Colonel William Cocke Young (May 7, 1812 – October 16, 1862) was an American jurist and Confederate States Army colonel.

== Biography ==
Young was born on May 7, 1812, in Davidson County, Tennessee, to Daniel Young and Peggy Branch. In 1837, he moved near Pecan Point, Texas. He served as the first sheriff of the county in 1837. On February 5, 1844, Sam Houston appointed him district attorney of the Republic of Texas' Seventh Judicial District.

Young served under Edward H. Tarrant in the Battle of Village Creek, and helped bury John B. Denton afterwards. He served as a representative from Red River County during the Convention of 1845, which resolved the Texas Revolution.

During the Mexican–American War, Young and James G. Bourland organized the 3rd Texas Cavalry Regiment, which Young served as colonel under. They and their army were sent into battle in August 1846.

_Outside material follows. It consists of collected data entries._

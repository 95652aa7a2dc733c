mod client;
mod config;
mod ledger;
mod prompt;
mod queue;
mod types;

use std::sync::Arc;

use anyhow::Context;
use tracing::{info, Level};

use client::session::Session;
use client::LepraClient;
use config::AppConfig;
use ledger::Store;
use queue::VoteQueue;
use types::ItemKind;

#[tokio::main]
async fn main() -> anyhow::Result<()> {
    tracing_subscriber::fmt()
        .with_max_level(Level::INFO)
        .init();

    let _ = dotenv::dotenv();
    let config = AppConfig::from_env();

    let store = Store::open(&config.data_dir).await?;
    info!("Ledger store initialized at {:?}", config.data_dir);

    let session = Session::resolve(&store, &config.base_url).await?;
    let client = Arc::new(LepraClient::new(&config, &session)?);

    let owner = client.check_auth().await?;
    println!("\nRunning as {}\n", owner.login);

    let username = prompt::required("Username")?;
    let profile = client
        .user_profile(&username)
        .await?
        .with_context(|| format!("user {} not found", username))?;

    // One ledger namespace per (owner, target) pair, so switching targets
    // never sees stale entries.
    let ledger = Arc::new(store.ledger(owner.id, profile.user_info.id));
    let recorded = ledger.count().await?;
    if recorded > 0 {
        info!(recorded, target = %profile.user_info.login, "votes already recorded for this target");
    }

    let mut queue = VoteQueue::new(client.clone(), ledger.clone(), &config);

    for kind in [ItemKind::Post, ItemKind::Comment] {
        let total = match kind {
            ItemKind::Post => profile.posts_count,
            ItemKind::Comment => profile.comments_count,
        };
        let wanted = prompt::confirm(&format!(
            "\"{}\" has {} {}, vote them down?",
            profile.user_info.login,
            total,
            kind.plural()
        ))?;
        if !wanted {
            continue;
        }
        let limit =
            prompt::optional_count(&format!("How many {}? (blank for all)", kind.plural()))?;

        let items = client.user_items(kind, &username, limit).await?;
        let actions = queue::select_actions(kind, &items, config.vote, ledger.as_ref()).await?;
        info!(
            kind = kind.plural(),
            fetched = items.len(),
            selected = actions.len(),
            "items selected for voting"
        );
        for action in actions {
            queue.enqueue(action);
        }
    }

    if queue.is_empty() {
        info!("nothing to do");
        return Ok(());
    }

    info!(queued = queue.len(), "starting drain");
    let summary = queue.drain().await?;
    info!(
        completed = summary.completed,
        dropped = summary.dropped,
        retries = summary.retries,
        "queue drained"
    );

    Ok(())
}
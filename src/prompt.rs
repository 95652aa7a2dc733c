use anyhow::Result;
use dialoguer::{Input, Password};

/// Prompt for a non-empty line. `Input` re-prompts on blank input by
/// default, which is exactly the loop the interactive flow wants.
pub fn required(label: &str) -> Result<String> {
    let value: String = Input::new().with_prompt(label).interact_text()?;
    Ok(value.trim().to_string())
}

pub fn password(label: &str) -> Result<String> {
    Ok(Password::new().with_prompt(label).interact()?)
}

/// Yes/no question. Blank input re-prompts; anything else is parsed with
/// `parse_yes`.
pub fn confirm(label: &str) -> Result<bool> {
    let answer: String = Input::new()
        .with_prompt(format!("{} [Y/n]", label))
        .interact_text()?;
    Ok(parse_yes(&answer))
}

/// Optional numeric cap. Blank or non-numeric input means no cap.
pub fn optional_count(label: &str) -> Result<Option<usize>> {
    let raw: String = Input::new()
        .with_prompt(label)
        .allow_empty(true)
        .interact_text()?;
    Ok(parse_count(&raw))
}

/// An answer counts as yes iff it starts with `y`/`Y`.
fn parse_yes(answer: &str) -> bool {
    answer
        .trim()
        .chars()
        .next()
        .map(|c| c.eq_ignore_ascii_case(&'y'))
        .unwrap_or(false)
}

fn parse_count(raw: &str) -> Option<usize> {
    let raw = raw.trim();
    if raw.is_empty() || !raw.chars().all(|c| c.is_ascii_digit()) {
        return None;
    }
    raw.parse().ok()
}
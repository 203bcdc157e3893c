// Copyright 2024-Present Datadog, Inc. https://www.datadoghq.com/
// SPDX-License-Identifier: Apache-2.0

#![cfg(unix)]

use super::TransferError;
use crate::shared::constants::MAX_SHARED_MEMORY_SIZE;
use nix::fcntl::OFlag;
use nix::sys::mman::{mmap, munmap, shm_open, shm_unlink, MapFlags, ProtFlags};
use nix::sys::stat::Mode;
use nix::unistd::ftruncate;
use std::collections::HashMap;
use std::fs::File;
use std::num::NonZeroUsize;
use std::os::fd::OwnedFd;
use std::ptr::NonNull;
use std::sync::Mutex;

/// Bookkeeping for one mapped view: the page-aligned base address actually
/// handed out by the kernel and the number of bytes mapped there.
struct ViewInfo {
    base: usize,
    mapped_len: usize,
}

/// A named, cross-process memory-mapped region with page-granularity view
/// management.
///
/// Callers request views at arbitrary (offset, length); the implementation
/// rounds the offset down to the allocation granularity, maps enough bytes to
/// cover the requested window, and returns a pointer adjusted back to the
/// exact requested offset.  Views are tracked per handle so that concurrent
/// views (including one taken by a reentrant fault on another thread) can be
/// unmapped independently.
pub struct SharedBuffer {
    fd: OwnedFd,
    name: String,
    size: usize,
    granularity: usize,
    // The creator unlinks the name on close; readers only detach.
    owner: bool,
    views: Mutex<HashMap<usize, ViewInfo>>,
}

// Raw view addresses are stored as usize and only dereferenced by the holder
// of the corresponding view pointer; the map itself is lock-protected.
unsafe impl Send for SharedBuffer {}
unsafe impl Sync for SharedBuffer {}

impl SharedBuffer {
    /// Creates a named region with the fixed transfer ceiling so that
    /// in-crash packing never needs to grow the mapping.
    pub fn create(name: &str) -> Result<Self, TransferError> {
        let fd = shm_open(
            name,
            OFlag::O_CREAT | OFlag::O_EXCL | OFlag::O_RDWR,
            Mode::S_IRUSR | Mode::S_IWUSR,
        )
        .map_err(|e| TransferError::CreateFailed(name.to_string(), e))?;
        ftruncate(&fd, MAX_SHARED_MEMORY_SIZE as libc::off_t).map_err(|e| {
            let _ = shm_unlink(name);
            TransferError::ResizeFailed(e)
        })?;
        Ok(Self {
            fd,
            name: name.to_string(),
            size: MAX_SHARED_MEMORY_SIZE,
            granularity: page_size::get(),
            owner: true,
            views: Mutex::new(HashMap::new()),
        })
    }

    /// Attaches to a region created by another process.
    pub fn open(name: &str) -> Result<Self, TransferError> {
        let fd = shm_open(name, OFlag::O_RDWR, Mode::empty())
            .map_err(|e| TransferError::OpenFailed(name.to_string(), e))?;
        // Size from the object itself; the creator may have been built with a
        // different ceiling.
        let file: File = fd.into();
        let size = file.metadata()?.len() as usize;
        Ok(Self {
            fd: file.into(),
            name: name.to_string(),
            size,
            granularity: page_size::get(),
            owner: false,
            views: Mutex::new(HashMap::new()),
        })
    }

    pub fn name(&self) -> &str {
        &self.name
    }

    pub fn size(&self) -> usize {
        self.size
    }

    /// Maps a byte window at an arbitrary offset.  The returned pointer
    /// addresses exactly `offset` and stays valid until `unmap_view`.
    pub fn map_view(&self, offset: usize, length: usize) -> Result<*mut u8, TransferError> {
        if length == 0 || offset.checked_add(length).map_or(true, |end| end > self.size) {
            return Err(TransferError::ViewOutOfRange {
                offset,
                length,
                size: self.size,
            });
        }
        let base_offset = offset - offset % self.granularity;
        let diff = offset - base_offset;
        let mapped_len = length + diff;
        // SAFETY: fd is a live shared memory object and [base_offset,
        // base_offset + mapped_len) was checked to lie inside it.
        let base = unsafe {
            mmap(
                None,
                NonZeroUsize::new(mapped_len).expect("mapped_len is nonzero"),
                ProtFlags::PROT_READ | ProtFlags::PROT_WRITE,
                MapFlags::MAP_SHARED,
                &self.fd,
                base_offset as libc::off_t,
            )
        }
        .map_err(|source| TransferError::MapFailed {
            offset,
            length,
            source,
        })?;
        let adjusted = base.as_ptr() as usize + diff;
        #[allow(clippy::unwrap_used)]
        self.views.lock().unwrap().insert(
            adjusted,
            ViewInfo {
                base: base.as_ptr() as usize,
                mapped_len,
            },
        );
        Ok(adjusted as *mut u8)
    }

    /// Unmaps a view previously returned by `map_view`.  Unknown pointers are
    /// ignored: a reader walking blocks may hand back the same window twice.
    pub fn unmap_view(&self, ptr: *mut u8) {
        #[allow(clippy::unwrap_used)]
        let view = self.views.lock().unwrap().remove(&(ptr as usize));
        if let Some(view) = view {
            // SAFETY: base/mapped_len came from a successful mmap above and
            // have just been removed from the bookkeeping, so no other holder
            // can unmap them again.
            unsafe {
                let _ = munmap(
                    NonNull::new_unchecked(view.base as *mut libc::c_void),
                    view.mapped_len,
                );
            }
        }
    }

    fn release_all(&mut self) {
        #[allow(clippy::unwrap_used)]
        let views = std::mem::take(&mut *self.views.lock().unwrap());
        for view in views.into_values() {
            // SAFETY: every entry came from a successful mmap.
            unsafe {
                let _ = munmap(
                    NonNull::new_unchecked(view.base as *mut libc::c_void),
                    view.mapped_len,
                );
            }
        }
        if self.owner {
            let _ = shm_unlink(self.name.as_str());
            self.owner = false;
        }
    }
}

impl Drop for SharedBuffer {
    fn drop(&mut self) {
        self.release_all();
    }
}

#[cfg(test)]
mod tests {
    use super::*;

    fn unique_name(tag: &str) -> String {
        format!("/crashtrap-test-{tag}-{}", uuid::Uuid::new_v4())
    }

    #[test]
    fn test_create_write_open_read() {
        let name = unique_name("rw");
        let writer = SharedBuffer::create(&name).unwrap();
        assert_eq!(writer.size(), MAX_SHARED_MEMORY_SIZE);

        let view = writer.map_view(0, 16).unwrap();
        // SAFETY: view covers 16 writable bytes.
        unsafe { std::slice::from_raw_parts_mut(view, 16) }.copy_from_slice(b"transfer-buffer!");
        writer.unmap_view(view);

        let reader = SharedBuffer::open(&name).unwrap();
        let view = reader.map_view(0, 16).unwrap();
        let bytes = unsafe { std::slice::from_raw_parts(view, 16) }.to_vec();
        reader.unmap_view(view);
        assert_eq!(&bytes, b"transfer-buffer!");
    }

    #[test]
    fn test_unaligned_view_addresses_requested_offset() {
        let name = unique_name("unaligned");
        let buf = SharedBuffer::create(&name).unwrap();
        let page = page_size::get();

        // Write a marker through an aligned view, then read it back through a
        // deliberately unaligned one.
        let offset = page + 13;
        let view = buf.map_view(offset, 4).unwrap();
        unsafe { std::slice::from_raw_parts_mut(view, 4) }.copy_from_slice(b"mark");
        buf.unmap_view(view);

        let wide = buf.map_view(page, 64).unwrap();
        let bytes = unsafe { std::slice::from_raw_parts(wide, 64) };
        assert_eq!(&bytes[13..17], b"mark");
        buf.unmap_view(wide);
    }

    #[test]
    fn test_overlapping_views_are_independent() {
        let name = unique_name("overlap");
        let buf = SharedBuffer::create(&name).unwrap();

        let a = buf.map_view(0, 32).unwrap();
        let b = buf.map_view(8, 32).unwrap();
        unsafe { std::slice::from_raw_parts_mut(a, 32) }.fill(0xAB);
        buf.unmap_view(a);
        // b still readable after a is gone.
        let bytes = unsafe { std::slice::from_raw_parts(b, 24) }.to_vec();
        assert!(bytes.iter().all(|&x| x == 0xAB));
        buf.unmap_view(b);
    }

    #[test]
    fn test_unmap_unknown_pointer_is_noop() {
        let name = unique_name("noop");
        let buf = SharedBuffer::create(&name).unwrap();
        buf.unmap_view(0xdead_0000 as *mut u8);
    }

    #[test]
    fn test_out_of_range_view_rejected() {
        let name = unique_name("range");
        let buf = SharedBuffer::create(&name).unwrap();
        assert!(matches!(
            buf.map_view(MAX_SHARED_MEMORY_SIZE - 8, 16),
            Err(TransferError::ViewOutOfRange { .. })
        ));
        assert!(matches!(
            buf.map_view(0, 0),
            Err(TransferError::ViewOutOfRange { .. })
        ));
    }

    #[test]
    fn test_owner_unlinks_on_drop() {
        let name = unique_name("unlink");
        drop(SharedBuffer::create(&name).unwrap());
        assert!(matches!(
            SharedBuffer::open(&name),
            Err(TransferError::OpenFailed(..))
        ));
    }
}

In 1851, Young moved to Shawneetown, Illinois, where he practiced law for six years. In 1854, he and Charles Stanfield Taylor were appointed Land Commissioners to inspect land titles in West Texas counties, but Young declined the position. In 1856, the Texas Legislature named Young County, Texas in his honor.

On February 21, 1857, Congress divided the district for the Federal Court of Texas into an Eastern District of Texas and Western District of Texas. President Franklin Pierce appointed Young to the office of United States Marshal for the Western District of Texas on March 3, 1857. He served in this position until its expiration after four years.

During the American Civil War, after consulting with Jefferson Davis in Montgomery, Alabama, Young organized the 11th Texas Cavalry Regiment. In May 1861, he and his army crossed the Red River, stopping possible invasions from the north. He fell ill in 1862 and returned to his home in Cooke County, Texas, where he selected the jury to the trials of the Great Hanging at Gainesville.

During a hunting trip on October 16, 1862, Young was murdered. Following his death, nineteen more Unionists were hanged.